Last update for 2007

Almost a month has gone by since the last update. I have learned to accept the slow pace of decisions and actions in the medical business. As I wrote before, I am in a marathon which I intend to win. Having said that, it will take time, ups and downs, time to push and time to pull.

One of my important friends - . . . . . . . . . Shoshy's birthday

the BlackBerry

This year we have lots of snow . . . . . . . . .Chanukah at home with friends

Until two weeks ago I had no side effects whatsoever. While this was very good for my feeling and mobility, there was a constant worry "is the treatment really working?". Now I can confidently say that it does work! I can feel every bone in my body. Walking, getting dressed, standing up - become a painful challenge. I never thought that putting on socks will be so tiring and difficult. With the Boston area covered with snow and ice, walking is a delicate act of shifting balance in perfect timing. Falling is not an option! Can't happen! The doctors whom I talked to are satisfied. The painful bones is kind of expected. I'll have to get used to taking everything slowly and easy. For me this is probably the biggest change: let others do things for me, even simple tasks. Lucky for me, my appetite is not adversely affected: I eat very well (Shoshy's cooking!!!), and munch a lot in between meals. This actually helped me to gain weight!

The past two weeks allowed me to experience how handicapped people cope with their limitations and how others treat them.
Out of pure concern for me, friends have offered help in many ways to make it easier for me. I am very thankful for all the help I got so far and since I am in a marathon, for sure I'll need more help down the road.
At the same time doing as much as I can helps my morale and sense of business as usual.
For sure there is a delicate balance between taking a risk and the daily chores.
I am working from home most of the time and go to the office whenever possible.

On the medical front, the latest results are in the right direction. It looks like the treatment is working. The plan is to continue the treatments, maybe with some changes, until a stem cell transplant procedure can be performed. Nobody can put a timeline, but the notion is that it is a matter of a least few months. With Inbal coming back from Uganda, we'll be a family of 5 under one roof, which is a rare event. I look forward for the coming months where I have the entire family behind me on my way to full recovery.To all of you, have a great 2008, a healthy and a peaceful year.

Yours, optimistic as usual,

Guy

P.S.The link below shows a short video clip with a doctor from Mayo Clinic who explains what is Myeloma, treatments, etc.It is short and easy to understand. Click on the picture on the right, then select the type of player you use.

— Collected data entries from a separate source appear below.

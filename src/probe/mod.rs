//! Invocation of the external ping utility
//!
//! The probe executable is resolved once when the [`Pinger`] is built and
//! reused for every host. Each invocation runs as a child process that is
//! killed when its future is dropped, so cancelling a dispatch never leaves
//! stray ping processes behind.

pub mod parser;

pub use parser::{parse_output, ParseFailure, ParsedStats};

use crate::{
    error::{AppError, Result},
    types::PlatformFormat,
};
use async_trait::async_trait;
use std::{
    path::{Path, PathBuf},
    process::Stdio,
    time::Duration,
};
use tokio::{process::Command, time::timeout};

/// Something that can measure one host and return the raw probe output
#[async_trait]
pub trait ProbeRunner: Send + Sync {
    /// Dialect of the text returned by [`ProbeRunner::run`]
    fn format(&self) -> PlatformFormat;

    /// Probe `host` with `count` echo requests and return captured stdout
    async fn run(&self, host: &str, count: u32) -> Result<String>;
}

/// Runs the system ping binary
#[derive(Debug, Clone)]
pub struct Pinger {
    path: PathBuf,
    format: PlatformFormat,
    timeout: Duration,
}

impl Pinger {
    /// Resolve `program` on PATH (or as a path) once, failing fast when it
    /// does not exist.
    pub fn locate(program: &str, format: PlatformFormat, timeout: Duration) -> Result<Self> {
        let path = which::which(program).map_err(|e| {
            AppError::probe_unavailable(format!("cannot locate '{}': {}", program, e))
        })?;

        Ok(Self::with_path(path, format, timeout))
    }

    /// Use an already resolved executable
    pub fn with_path(path: PathBuf, format: PlatformFormat, timeout: Duration) -> Self {
        Self { path, format, timeout }
    }

    pub fn path(&self) -> &Path {
        &self.path
    }

    pub fn timeout(&self) -> Duration {
        self.timeout
    }

    /// Arguments for one invocation; the host is always last
    pub fn args(&self, count: u32, host: &str) -> Vec<String> {
        vec![
            self.format.count_flag().to_string(),
            count.to_string(),
            host.to_string(),
        ]
    }

    fn command(&self, count: u32, host: &str) -> Command {
        let mut cmd = Command::new(&self.path);
        cmd.args(self.args(count, host))
            .stdin(Stdio::null())
            .stdout(Stdio::piped())
            .stderr(Stdio::piped())
            .kill_on_drop(true);
        cmd
    }
}

#[async_trait]
impl ProbeRunner for Pinger {
    fn format(&self) -> PlatformFormat {
        self.format
    }

    async fn run(&self, host: &str, count: u32) -> Result<String> {
        let child = self
            .command(count, host)
            .spawn()
            .map_err(|e| AppError::probe(format!("{}: failed to spawn {}: {}", host, self.path.display(), e)))?;

        // Dropping the wait future on timeout drops the child, which kills it
        let output = match timeout(self.timeout, child.wait_with_output()).await {
            Ok(result) => result.map_err(|e| AppError::probe(format!("{}: {}", host, e)))?,
            Err(_) => {
                return Err(AppError::timeout(format!(
                    "{}: no result within {}s",
                    host,
                    self.timeout.as_secs()
                )))
            }
        };

        if !output.status.success() {
            let stderr = String::from_utf8_lossy(&output.stderr);
            let detail = stderr.lines().find(|l| !l.trim().is_empty()).unwrap_or("").trim();
            return Err(AppError::probe(if detail.is_empty() {
                format!("{}: {}", host, output.status)
            } else {
                format!("{}: {} ({})", host, output.status, detail)
            }));
        }

        Ok(String::from_utf8_lossy(&output.stdout).into_owned())
    }
}

#[cfg(test)]
mod tests {
    use super::*;

    #[test]
    fn test_args_unix() {
        let pinger = Pinger::with_path(PathBuf::from("/bin/ping"), PlatformFormat::IpUtils, Duration::from_secs(5));
        assert_eq!(pinger.args(4, "example.com"), vec!["-c", "4", "example.com"]);

        let pinger = Pinger::with_path(PathBuf::from("/sbin/ping"), PlatformFormat::Bsd, Duration::from_secs(5));
        assert_eq!(pinger.args(2, "10.0.0.1"), vec!["-c", "2", "10.0.0.1"]);
    }

    #[test]
    fn test_args_windows() {
        let pinger = Pinger::with_path(PathBuf::from("ping.exe"), PlatformFormat::Windows, Duration::from_secs(5));
        let args = pinger.args(4, "example.com");
        assert_eq!(args, vec!["-n", "4", "example.com"]);
        assert_eq!(args.last().map(String::as_str), Some("example.com"));
    }

    #[test]
    fn test_locate_missing_program() {
        let error = Pinger::locate(
            "hstats-no-such-probe-binary",
            PlatformFormat::IpUtils,
            Duration::from_secs(5),
        )
        .unwrap_err();
        assert_eq!(error.category(), "PROBE_SETUP");
        assert_eq!(error.exit_code(), 2);
    }

    #[cfg(unix)]
    mod unix {
        use super::*;
        use std::os::unix::fs::PermissionsExt;
        use tempfile::TempDir;

        fn script(dir: &TempDir, body: &str) -> PathBuf {
            let path = dir.path().join("fake-ping");
            std::fs::write(&path, format!("#!/bin/sh\n{}\n", body)).unwrap();
            std::fs::set_permissions(&path, std::fs::Permissions::from_mode(0o755)).unwrap();
            path
        }

        #[tokio::test]
        async fn test_run_captures_stdout() {
            let dir = TempDir::new().unwrap();
            let path = script(&dir, "echo \"$1 $2 $3\"");
            let pinger = Pinger::with_path(path, PlatformFormat::IpUtils, Duration::from_secs(5));

            let output = pinger.run("example.com", 3).await.unwrap();
            assert_eq!(output.trim(), "-c 3 example.com");
        }

        #[tokio::test]
        async fn test_run_nonzero_exit_is_probe_error() {
            let dir = TempDir::new().unwrap();
            let path = script(&dir, "echo 'unknown host' >&2\nexit 2");
            let pinger = Pinger::with_path(path, PlatformFormat::IpUtils, Duration::from_secs(5));

            let error = pinger.run("nope.invalid", 1).await.unwrap_err();
            assert_eq!(error.category(), "PROBE");
            assert!(error.to_string().contains("nope.invalid"));
            assert!(error.to_string().contains("unknown host"));
        }

        #[tokio::test]
        async fn test_run_times_out() {
            let dir = TempDir::new().unwrap();
            let path = script(&dir, "exec sleep 30");
            let pinger = Pinger::with_path(path, PlatformFormat::IpUtils, Duration::from_secs(1));

            let started = std::time::Instant::now();
            let error = pinger.run("slow.example", 1).await.unwrap_err();
            assert_eq!(error.category(), "TIMEOUT");
            assert!(started.elapsed() < Duration::from_secs(10));
        }

        #[test]
        fn test_locate_by_path() {
            let dir = TempDir::new().unwrap();
            let path = script(&dir, "exit 0");
            let pinger = Pinger::locate(path.to_str().unwrap(), PlatformFormat::Bsd, Duration::from_secs(5)).unwrap();
            assert!(pinger.path().ends_with("fake-ping"));
            assert_eq!(pinger.format(), PlatformFormat::Bsd);
        }
    }
}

http://myeloma.org/main.jsp?menu_id=0&tab_id=1&type=ARTICLE&id=601

Medical Update

The main purposes of my blog were sharing and updating. With so many medical questions coming from many friends, I have decided to get serious (for a change) and explain in plain language what's going on with my treatments. This will save me from re-explaining to all. Whoever wants to know more, be my guest and just ask.
As we speak I am in a hospital in Boston and getting a blood transfusion which will take 5 hours. Thanks to free wireless and my old faithful laptop, I can do something productive (like work and write this update) instead of watching the red drops go down into my body.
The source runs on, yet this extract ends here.